//! Book validation
//!
//! Validation semantics:
//! - `title` and `author` are present, non-empty strings
//! - `genre` is a string when present
//! - `published_year` is an integer in `i32` range when present
//! - `price` is a finite, non-negative number when present
//! - `stock` is a non-negative integer in `u32` range when present
//! - `null` is treated as absent for optional fields
//!
//! Normalisation runs first and is the only step that mutates:
//! - a client-supplied `_id` is dropped; identifiers are assigned by storage
//! - a legacy boolean `in_stock` becomes `stock` (1 or 0) unless `stock`
//!   is already present, and the `in_stock` key is removed
//! - a `null` typed optional field is removed

use serde_json::{Map, Value};

use super::book::Book;
use super::errors::{SchemaError, SchemaResult, ValidationDetails};

/// Typed optional fields of a book
const OPTIONAL_FIELDS: [&str; 4] = ["genre", "published_year", "price", "stock"];

/// Stateless validator for book documents
pub struct BookValidator;

impl BookValidator {
    /// Normalises then validates a document, returning the body to store
    pub fn prepare(document: Value) -> SchemaResult<Value> {
        let document = Self::normalize(document)?;
        Self::validate(&document)?;
        Ok(document)
    }

    /// Rewrites legacy fields into their canonical form
    pub fn normalize(document: Value) -> SchemaResult<Value> {
        let mut obj = match document {
            Value::Object(obj) => obj,
            other => return Err(type_error("$root", "object", &other)),
        };

        obj.remove("_id");

        if let Some(flag) = obj.remove("in_stock") {
            match flag {
                Value::Bool(b) => {
                    if !has_value(&obj, "stock") {
                        obj.insert("stock".to_string(), Value::from(u32::from(b)));
                    }
                }
                Value::Null => {}
                other => return Err(type_error("in_stock", "bool", &other)),
            }
        }

        for field in OPTIONAL_FIELDS {
            if matches!(obj.get(field), Some(Value::Null)) {
                obj.remove(field);
            }
        }

        Ok(Value::Object(obj))
    }

    /// Checks a document against the book schema. Does not mutate.
    pub fn validate(document: &Value) -> SchemaResult<()> {
        let obj = document
            .as_object()
            .ok_or_else(|| type_error("$root", "object", document))?;

        for field in ["title", "author"] {
            match obj.get(field) {
                None | Some(Value::Null) => {
                    return Err(SchemaError::validation_failed(
                        ValidationDetails::missing_field(field),
                    ))
                }
                Some(Value::String(s)) if s.trim().is_empty() => {
                    return Err(SchemaError::validation_failed(
                        ValidationDetails::empty_string(field),
                    ))
                }
                Some(Value::String(_)) => {}
                Some(other) => return Err(type_error(field, "string", other)),
            }
        }

        if let Some(genre) = present(obj, "genre") {
            if !genre.is_string() {
                return Err(type_error("genre", "string", genre));
            }
        }

        if let Some(year) = present(obj, "published_year") {
            let n = integer(year).ok_or_else(|| type_error("published_year", "int", year))?;
            if i32::try_from(n).is_err() {
                return Err(SchemaError::validation_failed(ValidationDetails::out_of_range(
                    "published_year",
                    "32-bit year",
                    n,
                )));
            }
        }

        if let Some(price) = present(obj, "price") {
            let p = price
                .as_f64()
                .ok_or_else(|| type_error("price", "float", price))?;
            Self::check_price(p)?;
        }

        if let Some(stock) = present(obj, "stock") {
            let n = integer(stock).ok_or_else(|| type_error("stock", "int", stock))?;
            if u32::try_from(n).is_err() {
                return Err(SchemaError::validation_failed(ValidationDetails::out_of_range(
                    "stock",
                    "non-negative quantity",
                    n,
                )));
            }
        }

        Ok(())
    }

    /// Checks a typed record before it is encoded
    pub fn validate_book(book: &Book) -> SchemaResult<()> {
        if book.title.trim().is_empty() {
            return Err(SchemaError::validation_failed(ValidationDetails::empty_string("title")));
        }
        if book.author.trim().is_empty() {
            return Err(SchemaError::validation_failed(ValidationDetails::empty_string("author")));
        }
        if let Some(p) = book.price {
            Self::check_price(p)?;
        }
        Ok(())
    }

    /// A price must be finite and non-negative
    pub fn check_price(price: f64) -> SchemaResult<()> {
        if !price.is_finite() || price < 0.0 {
            return Err(SchemaError::validation_failed(ValidationDetails::out_of_range(
                "price",
                "finite non-negative number",
                price,
            )));
        }
        Ok(())
    }
}

fn has_value(obj: &Map<String, Value>, field: &str) -> bool {
    present(obj, field).is_some()
}

fn present<'a>(obj: &'a Map<String, Value>, field: &str) -> Option<&'a Value> {
    obj.get(field).filter(|v| !v.is_null())
}

fn integer(value: &Value) -> Option<i128> {
    value
        .as_i64()
        .map(i128::from)
        .or_else(|| value.as_u64().map(i128::from))
}

/// Returns the JSON type name for error messages.
fn json_type_name(value: &Value) -> &'static str {
    match value {
        Value::Null => "null",
        Value::Bool(_) => "bool",
        Value::Number(n) => {
            if n.is_i64() || n.is_u64() {
                "int"
            } else {
                "float"
            }
        }
        Value::String(_) => "string",
        Value::Array(_) => "array",
        Value::Object(_) => "object",
    }
}

/// Creates a type mismatch error.
fn type_error(field: &str, expected: &str, actual: &Value) -> SchemaError {
    SchemaError::validation_failed(ValidationDetails::type_mismatch(
        field,
        expected,
        json_type_name(actual),
    ))
}

#[cfg(test)]
mod tests {
    use super::*;
    use serde_json::json;

    #[test]
    fn test_valid_book_passes() {
        let doc = json!({
            "title": "The Alchemist",
            "author": "Paulo Coelho",
            "genre": "Fiction",
            "published_year": 1988,
            "price": 16.5,
            "stock": 3,
            "pages": 208
        });
        assert!(BookValidator::validate(&doc).is_ok());
    }

    #[test]
    fn test_missing_required_fields() {
        let err = BookValidator::validate(&json!({"title": "Untitled"})).unwrap_err();
        assert_eq!(err.field(), "author");

        let err = BookValidator::validate(&json!({"title": null, "author": "A"})).unwrap_err();
        assert_eq!(err.field(), "title");

        let err = BookValidator::validate(&json!({"title": "  ", "author": "A"})).unwrap_err();
        assert_eq!(err.details().actual, "empty string");
    }

    #[test]
    fn test_no_type_coercion() {
        let err = BookValidator::validate(&json!({
            "title": "T", "author": "A", "published_year": "1925"
        }))
        .unwrap_err();
        assert_eq!(err.field(), "published_year");
        assert_eq!(err.details().actual, "string");

        let err = BookValidator::validate(&json!({
            "title": "T", "author": "A", "published_year": 1925.5
        }))
        .unwrap_err();
        assert_eq!(err.details().actual, "float");
    }

    #[test]
    fn test_price_and_stock_ranges() {
        let with = |field: &str, value: Value| {
            let mut doc = json!({"title": "T", "author": "A"});
            doc[field] = value;
            BookValidator::validate(&doc)
        };
        assert!(with("price", json!(-1.0)).is_err());
        assert!(with("price", json!(10)).is_ok());
        assert!(with("stock", json!(-2)).is_err());
        assert!(with("stock", json!(5_000_000_000u64)).is_err());
        assert!(BookValidator::check_price(f64::NAN).is_err());
    }

    #[test]
    fn test_nulls_count_as_absent() {
        let doc = json!({"title": "T", "author": "A", "genre": null, "price": null});
        assert!(BookValidator::validate(&doc).is_ok());
    }

    #[test]
    fn test_normalize_drops_null_optionals() {
        let doc = BookValidator::prepare(json!({
            "title": "Circe",
            "author": "Madeline Miller",
            "genre": "Fantasy",
            "price": null,
            "stock": null,
            "series": null
        }))
        .unwrap();
        assert_eq!(
            doc,
            json!({
                "title": "Circe",
                "author": "Madeline Miller",
                "genre": "Fantasy",
                "series": null
            })
        );

        let doc = BookValidator::prepare(json!({
            "title": "Circe",
            "author": "Madeline Miller",
            "stock": null,
            "in_stock": true
        }))
        .unwrap();
        assert_eq!(doc["stock"], json!(1));
    }

    #[test]
    fn test_normalize_legacy_in_stock() {
        let doc = BookValidator::prepare(json!({
            "_id": "abc", "title": "T", "author": "A", "in_stock": true
        }))
        .unwrap();
        assert_eq!(doc, json!({"title": "T", "author": "A", "stock": 1}));

        let doc = BookValidator::prepare(json!({"title": "T", "author": "A", "in_stock": false}))
            .unwrap();
        assert_eq!(doc["stock"], json!(0));

        // An explicit quantity wins over the flag
        let doc = BookValidator::prepare(json!({
            "title": "T", "author": "A", "in_stock": true, "stock": 7
        }))
        .unwrap();
        assert_eq!(doc["stock"], json!(7));
        assert!(doc.get("in_stock").is_none());

        let flagged = json!({"title": "T", "author": "A", "in_stock": "yes"});
        assert!(BookValidator::normalize(flagged).is_err());
    }

    #[test]
    fn test_non_object_rejected() {
        let err = BookValidator::prepare(json!(["not", "a", "book"])).unwrap_err();
        assert_eq!(err.field(), "$root");
    }

    #[test]
    fn test_validate_typed_book() {
        assert!(BookValidator::validate_book(&Book::new("Dune", "Frank Herbert")).is_ok());
        assert!(BookValidator::validate_book(&Book::new("", "Frank Herbert")).is_err());
        let priceless = Book::new("Dune", "F").with_price(f64::INFINITY);
        assert!(BookValidator::validate_book(&priceless).is_err());
    }
}
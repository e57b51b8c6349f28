//! CLI argument definitions using clap
//!
//! `bookdb [--config <path>] <command>`

use clap::{Parser, Subcommand, ValueEnum};
use std::path::PathBuf;

/// bookdb - typed queries over a books collection
#[derive(Parser, Debug)]
#[command(name = "bookdb")]
#[command(version, about, long_about = None)]
pub struct Cli {
    /// Path to configuration file
    #[arg(long, global = true, default_value = "./bookdb.json")]
    pub config: PathBuf,

    #[command(subcommand)]
    pub command: Command,
}

#[derive(Subcommand, Debug, Clone, PartialEq)]
pub enum Command {
    /// Books of a genre
    ByGenre { genre: String },

    /// Books published strictly after a year
    PublishedAfter {
        #[arg(allow_negative_numbers = true)]
        year: i32,
    },

    /// Books by an author
    ByAuthor { author: String },

    /// In-stock books published after a year (title, author, price)
    InStockAfter {
        #[arg(allow_negative_numbers = true)]
        year: i32,
    },

    /// Set the price of the first book with this title
    UpdatePrice { title: String, price: f64 },

    /// Delete the first book with this title
    Delete { title: String },

    /// One page of in-stock books published after 2010
    ListPage {
        /// Zero-based page index
        #[arg(long, default_value_t = 0)]
        page: u64,

        /// Books per page (defaults to the configured page size)
        #[arg(long)]
        page_size: Option<u64>,

        /// Field to sort by
        #[arg(long, default_value = "price")]
        sort: String,

        /// 1 for ascending, -1 for descending
        #[arg(long, default_value_t = 1, allow_negative_numbers = true)]
        direction: i32,
    },

    /// Average price per genre, highest first
    AvgPriceByGenre,

    /// Author with the most books
    TopAuthor,

    /// Book counts per publication decade
    Decades,

    /// Create the title and author/year indexes
    CreateIndexes,

    /// Show the plan chosen for a query
    Explain {
        #[arg(value_enum)]
        query: ExplainTarget,
        value: String,
    },

    /// Insert books from a JSON array file
    Import { file: PathBuf },
}

impl Command {
    /// Stable command name for logs
    pub fn name(&self) -> &'static str {
        match self {
            Command::ByGenre { .. } => "by-genre",
            Command::PublishedAfter { .. } => "published-after",
            Command::ByAuthor { .. } => "by-author",
            Command::InStockAfter { .. } => "in-stock-after",
            Command::UpdatePrice { .. } => "update-price",
            Command::Delete { .. } => "delete",
            Command::ListPage { .. } => "list-page",
            Command::AvgPriceByGenre => "avg-price-by-genre",
            Command::TopAuthor => "top-author",
            Command::Decades => "decades",
            Command::CreateIndexes => "create-indexes",
            Command::Explain { .. } => "explain",
            Command::Import { .. } => "import",
        }
    }
}

/// Queries that can be explained
#[derive(ValueEnum, Debug, Clone, Copy, PartialEq, Eq)]
pub enum ExplainTarget {
    ByGenre,
    PublishedAfter,
    ByAuthor,
    ByTitle,
}

impl Cli {
    /// Parse command line arguments
    pub fn parse_args() -> Self {
        Cli::parse()
    }
}

#[cfg(test)]
mod tests {
    use super::*;

    #[test]
    fn test_parse_list_page_descending() {
        let cli = Cli::try_parse_from([
            "bookdb", "--config", "books.json", "list-page", "--page", "2", "--direction", "-1",
        ])
        .unwrap();
        assert_eq!(cli.config, PathBuf::from("books.json"));
        assert_eq!(
            cli.command,
            Command::ListPage {
                page: 2,
                page_size: None,
                sort: "price".into(),
                direction: -1,
            }
        );
    }

    #[test]
    fn test_parse_explain_and_default_config() {
        let cli = Cli::try_parse_from(["bookdb", "explain", "by-title", "Moby Dick"]).unwrap();
        assert_eq!(cli.config, PathBuf::from("./bookdb.json"));
        assert_eq!(
            cli.command,
            Command::Explain {
                query: ExplainTarget::ByTitle,
                value: "Moby Dick".into(),
            }
        );
        assert_eq!(cli.command.name(), "explain");
    }

    #[test]
    fn test_parse_rejects_bad_year() {
        assert!(Cli::try_parse_from(["bookdb", "published-after", "nineteen"]).is_err());
    }
}
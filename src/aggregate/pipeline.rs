//! Aggregation pipeline
//!
//! A pipeline is validated in full before any stage runs. Stages then run
//! in order over an in-memory document stream; input order is natural
//! order, and every stage preserves the relative order of what it keeps.

use std::collections::{BTreeMap, HashSet};

use serde_json::{Map, Number, Value};

use crate::executor::{values_equal, PredicateFilter, ResultSorter};
use crate::index::IndexKey;

use super::errors::{AggregateError, AggregateResult};
use super::stage::{Accumulator, GroupKey, ProjectField, Stage};

/// Ordered list of stages
#[derive(Debug, Clone, Default, PartialEq)]
pub struct Pipeline {
    stages: Vec<Stage>,
}

impl Pipeline {
    /// Creates an empty pipeline
    pub fn new() -> Self {
        Self::default()
    }

    /// Appends a stage
    pub fn with_stage(mut self, stage: Stage) -> Self {
        self.stages.push(stage);
        self
    }

    /// Stages in execution order
    pub fn stages(&self) -> &[Stage] {
        &self.stages
    }

    /// Checks every stage without running anything
    pub fn validate(&self) -> AggregateResult<()> {
        for (pos, stage) in self.stages.iter().enumerate() {
            validate_stage(pos, stage)?;
        }
        Ok(())
    }

    /// Runs the pipeline over `documents`
    pub fn run<D>(&self, documents: D) -> AggregateResult<Vec<Value>>
    where
        D: IntoIterator<Item = Value>,
    {
        self.validate()?;

        let mut docs: Vec<Value> = documents.into_iter().collect();
        for stage in &self.stages {
            docs = match stage {
                Stage::Match(predicates) => docs
                    .into_iter()
                    .filter(|d| PredicateFilter::matches(d, predicates))
                    .collect(),
                Stage::Group { key, accumulators } => group(docs, key, accumulators),
                Stage::Sort(specs) => {
                    ResultSorter::sort_values(&mut docs, specs);
                    docs
                }
                Stage::Limit(n) => {
                    let n = usize::try_from(*n).unwrap_or(usize::MAX);
                    docs.truncate(n);
                    docs
                }
                Stage::Project { fields, include_id } => docs
                    .iter()
                    .map(|d| project(d, fields, *include_id))
                    .collect(),
            };
        }
        Ok(docs)
    }
}

fn validate_stage(pos: usize, stage: &Stage) -> AggregateResult<()> {
    match stage {
        Stage::Match(predicates) => {
            if predicates.iter().any(|p| p.field.is_empty()) {
                return Err(AggregateError::invalid_stage(pos, "$match field name is empty"));
            }
        }
        Stage::Group { key, accumulators } => {
            if key.field().is_empty() {
                return Err(AggregateError::invalid_stage(pos, "$group key field is empty"));
            }
            let mut seen = HashSet::new();
            for (name, acc) in accumulators {
                if name.is_empty() || name == "_id" {
                    return Err(AggregateError::invalid_stage(
                        pos,
                        format!("invalid accumulator name '{}'", name),
                    ));
                }
                if !seen.insert(name.as_str()) {
                    return Err(AggregateError::invalid_stage(
                        pos,
                        format!("duplicate accumulator '{}'", name),
                    ));
                }
                if let Accumulator::Avg(field) = acc {
                    if field.is_empty() {
                        return Err(AggregateError::invalid_stage(pos, "$avg field is empty"));
                    }
                }
            }
        }
        Stage::Sort(specs) => {
            if specs.is_empty() {
                return Err(AggregateError::invalid_stage(pos, "$sort needs at least one key"));
            }
            if specs.iter().any(|s| s.field.is_empty()) {
                return Err(AggregateError::invalid_stage(pos, "$sort field name is empty"));
            }
        }
        Stage::Limit(n) => {
            if *n == 0 {
                return Err(AggregateError::invalid_stage(pos, "$limit must be positive"));
            }
        }
        Stage::Project { fields, include_id } => {
            if fields.is_empty() && !include_id {
                return Err(AggregateError::invalid_stage(pos, "$project keeps no fields"));
            }
            if fields
                .iter()
                .any(|f| f.output().is_empty() || f.source().is_empty())
            {
                return Err(AggregateError::invalid_stage(pos, "$project field name is empty"));
            }
        }
    }
    Ok(())
}

/// Running state of one group
struct GroupState {
    key: Value,
    count: u64,
    sums: Vec<(f64, u64)>,
}

fn group(docs: Vec<Value>, key: &GroupKey, accumulators: &[(String, Accumulator)]) -> Vec<Value> {
    // First-seen order of keys
    let mut groups: Vec<GroupState> = Vec::new();
    // Scalar keys resolve through the map; arrays and objects are compared
    // one by one
    let mut positions: BTreeMap<IndexKey, usize> = BTreeMap::new();

    for doc in &docs {
        let k = key.evaluate(doc);
        let scalar = IndexKey::from_json(&k);
        let found = match &scalar {
            Some(index_key) => positions.get(index_key).copied(),
            None => groups.iter().position(|g| values_equal(&g.key, &k)),
        };
        let pos = match found {
            Some(p) => p,
            None => {
                groups.push(GroupState {
                    key: k,
                    count: 0,
                    sums: vec![(0.0, 0); accumulators.len()],
                });
                let p = groups.len() - 1;
                if let Some(index_key) = scalar {
                    positions.insert(index_key, p);
                }
                p
            }
        };

        let state = &mut groups[pos];
        state.count += 1;
        for (slot, (_, acc)) in state.sums.iter_mut().zip(accumulators) {
            if let Accumulator::Avg(field) = acc {
                if let Some(v) = doc.get(field).and_then(Value::as_f64) {
                    slot.0 += v;
                    slot.1 += 1;
                }
            }
        }
    }

    groups
        .into_iter()
        .map(|g| {
            let mut out = Map::new();
            out.insert("_id".to_string(), g.key);
            for ((name, acc), (sum, n)) in accumulators.iter().zip(g.sums) {
                let value = match acc {
                    Accumulator::Count => Value::from(g.count),
                    Accumulator::Avg(_) if n == 0 => Value::Null,
                    Accumulator::Avg(_) => Number::from_f64(sum / n as f64)
                        .map(Value::Number)
                        .unwrap_or(Value::Null),
                };
                out.insert(name.clone(), value);
            }
            Value::Object(out)
        })
        .collect()
}

fn project(doc: &Value, fields: &[ProjectField], include_id: bool) -> Value {
    let mut out = Map::new();
    if include_id {
        if let Some(id) = doc.get("_id") {
            out.insert("_id".to_string(), id.clone());
        }
    }
    for field in fields {
        if let Some(v) = doc.get(field.source()) {
            out.insert(field.output().to_string(), v.clone());
        }
    }
    Value::Object(out)
}
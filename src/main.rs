//! bookdb CLI entry point

use bookdb::cli;

fn main() {
    if let Err(e) = cli::run() {
        eprintln!("{}", e);
        std::process::exit(1);
    }
}
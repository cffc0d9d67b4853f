//! Data models for users.

pub mod user;

pub use user::*;
//! PostgreSQL connection pool and table bootstrap.

use sqlx::postgres::PgPoolOptions;
use std::time::Duration;

pub type DbPool = sqlx::PgPool;

pub async fn create_pool(database_url: &str) -> Result<DbPool, sqlx::Error> {
    PgPoolOptions::new()
        .max_connections(10)
        .acquire_timeout(Duration::from_secs(5))
        .connect(database_url)
        .await
}

/// Create the `users` table if it is missing. Usernames are deliberately not UNIQUE.
pub async fn ensure_schema(pool: &DbPool) -> Result<(), sqlx::Error> {
    sqlx::query(
        r#"
        CREATE TABLE IF NOT EXISTS users (
            id            BIGSERIAL PRIMARY KEY,
            username      TEXT NOT NULL,
            password_hash TEXT NOT NULL,
            role          TEXT NOT NULL
        )
        "#,
    )
    .execute(pool)
    .await?;
    sqlx::query("CREATE INDEX IF NOT EXISTS users_username_idx ON users (username)")
        .execute(pool)
        .await?;
    Ok(())
}
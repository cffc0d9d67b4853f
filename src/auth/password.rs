//! Password hashing: one-way, salted, self-describing encoded strings.

use argon2::{
    password_hash::{rand_core::OsRng, PasswordHash, PasswordHasher, PasswordVerifier, SaltString},
    Algorithm, Argon2, Params, Version,
};

use crate::config::HashCost;
use crate::error::{AppError, AppResult};

/// Hash-on-write, compare-on-read primitive.
pub trait PasswordEncoder: Send + Sync {
    /// Encode `password` with a fresh salt.
    fn hash(&self, password: &str) -> AppResult<String>;

    /// `Ok(false)` on mismatch; `Err` when `hash` is not a parseable encoded string.
    fn verify(&self, password: &str, hash: &str) -> AppResult<bool>;
}

/// Argon2id encoder producing PHC strings (`$argon2id$v=19$m=..,t=..,p=..$salt$digest`).
#[derive(Clone, Default)]
pub struct Argon2Encoder {
    argon2: Argon2<'static>,
}

impl Argon2Encoder {
    pub fn new(cost: HashCost) -> AppResult<Self> {
        let defaults = Params::default();
        let params = Params::new(
            cost.memory_kib.unwrap_or(defaults.m_cost()),
            cost.iterations.unwrap_or(defaults.t_cost()),
            cost.parallelism.unwrap_or(defaults.p_cost()),
            None,
        )
        .map_err(|e| AppError::Config(format!("argon2 params: {}", e)))?;
        Ok(Self {
            argon2: Argon2::new(Algorithm::Argon2id, Version::V0x13, params),
        })
    }
}

impl PasswordEncoder for Argon2Encoder {
    fn hash(&self, password: &str) -> AppResult<String> {
        let salt = SaltString::generate(&mut OsRng);
        let hash = self
            .argon2
            .hash_password(password.as_bytes(), &salt)
            .map_err(|e| AppError::Hash(e.to_string()))?
            .to_string();
        Ok(hash)
    }

    fn verify(&self, password: &str, hash: &str) -> AppResult<bool> {
        let parsed =
            PasswordHash::new(hash).map_err(|e| AppError::Hash(format!("parse hash: {}", e)))?;
        Ok(self
            .argon2
            .verify_password(password.as_bytes(), &parsed)
            .is_ok())
    }
}

#[cfg(test)]
mod tests {
    use super::*;

    fn encoder() -> Argon2Encoder {
        Argon2Encoder::new(HashCost {
            memory_kib: Some(1024),
            iterations: Some(1),
            parallelism: Some(1),
        })
        .unwrap()
    }

    #[test]
    fn hash_and_verify_password() {
        let enc = encoder();
        let hash = enc.hash("mypassword").unwrap();
        assert_ne!(hash, "mypassword");
        assert!(hash.starts_with("$argon2id$"));
        assert!(enc.verify("mypassword", &hash).unwrap());
        assert!(!enc.verify("wrong", &hash).unwrap());
    }

    #[test]
    fn same_password_gets_distinct_salts() {
        let enc = encoder();
        let a = enc.hash("secret1").unwrap();
        let b = enc.hash("secret1").unwrap();
        assert_ne!(a, b);
        assert!(enc.verify("secret1", &a).unwrap());
        assert!(enc.verify("secret1", &b).unwrap());
    }

    #[test]
    fn empty_password_is_hashed() {
        let enc = encoder();
        let hash = enc.hash("").unwrap();
        assert!(!hash.is_empty());
        assert!(enc.verify("", &hash).unwrap());
        assert!(!enc.verify(" ", &hash).unwrap());
    }

    #[test]
    fn verify_errors_on_malformed_hash() {
        let err = encoder().verify("anything", "not-a-valid-hash").unwrap_err();
        assert!(matches!(err, AppError::Hash(_)));
    }

    #[test]
    fn cost_parameters_are_encoded() {
        let hash = encoder().hash("pw").unwrap();
        assert!(hash.contains("m=1024,t=1,p=1"));
    }

    #[test]
    fn invalid_cost_is_a_config_error() {
        let err = Argon2Encoder::new(HashCost {
            memory_kib: Some(1),
            iterations: Some(1),
            parallelism: Some(1),
        })
        .err()
        .unwrap();
        assert!(matches!(err, AppError::Config(_)));
    }
}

*-*-*

Quote the listing above, but only from the line that shows "Some(other) => return" through the line that shows "pub fn check_price(price: f64)".

» **RESULT BELOW**
                Some(other) => return Err(type_error(field, "string", other)),
            }
        }

        if let Some(genre) = present(obj, "genre") {
            if !genre.is_string() {
                return Err(type_error("genre", "string", genre));
            }
        }

        if let Some(year) = present(obj, "published_year") {
            let n = integer(year).ok_or_else(|| type_error("published_year", "int", year))?;
            if i32::try_from(n).is_err() {
                return Err(SchemaError::validation_failed(ValidationDetails::out_of_range(
                    "published_year",
                    "32-bit year",
                    n,
                )));
            }
        }

        if let Some(price) = present(obj, "price") {
            let p = price
                .as_f64()
                .ok_or_else(|| type_error("price", "float", price))?;
            Self::check_price(p)?;
        }

        if let Some(stock) = present(obj, "stock") {
            let n = integer(stock).ok_or_else(|| type_error("stock", "int", stock))?;
            if u32::try_from(n).is_err() {
                return Err(SchemaError::validation_failed(ValidationDetails::out_of_range(
                    "stock",
                    "non-negative quantity",
                    n,
                )));
            }
        }

        Ok(())
    }

    /// Checks a typed record before it is encoded
    pub fn validate_book(book: &Book) -> SchemaResult<()> {
        if book.title.trim().is_empty() {
            return Err(SchemaError::validation_failed(ValidationDetails::empty_string("title")));
        }
        if book.author.trim().is_empty() {
            return Err(SchemaError::validation_failed(ValidationDetails::empty_string("author")));
        }
        if let Some(p) = book.price {
            Self::check_price(p)?;
        }
        Ok(())
    }

    /// A price must be finite and non-negative
    pub fn check_price(price: f64) -> SchemaResult<()> {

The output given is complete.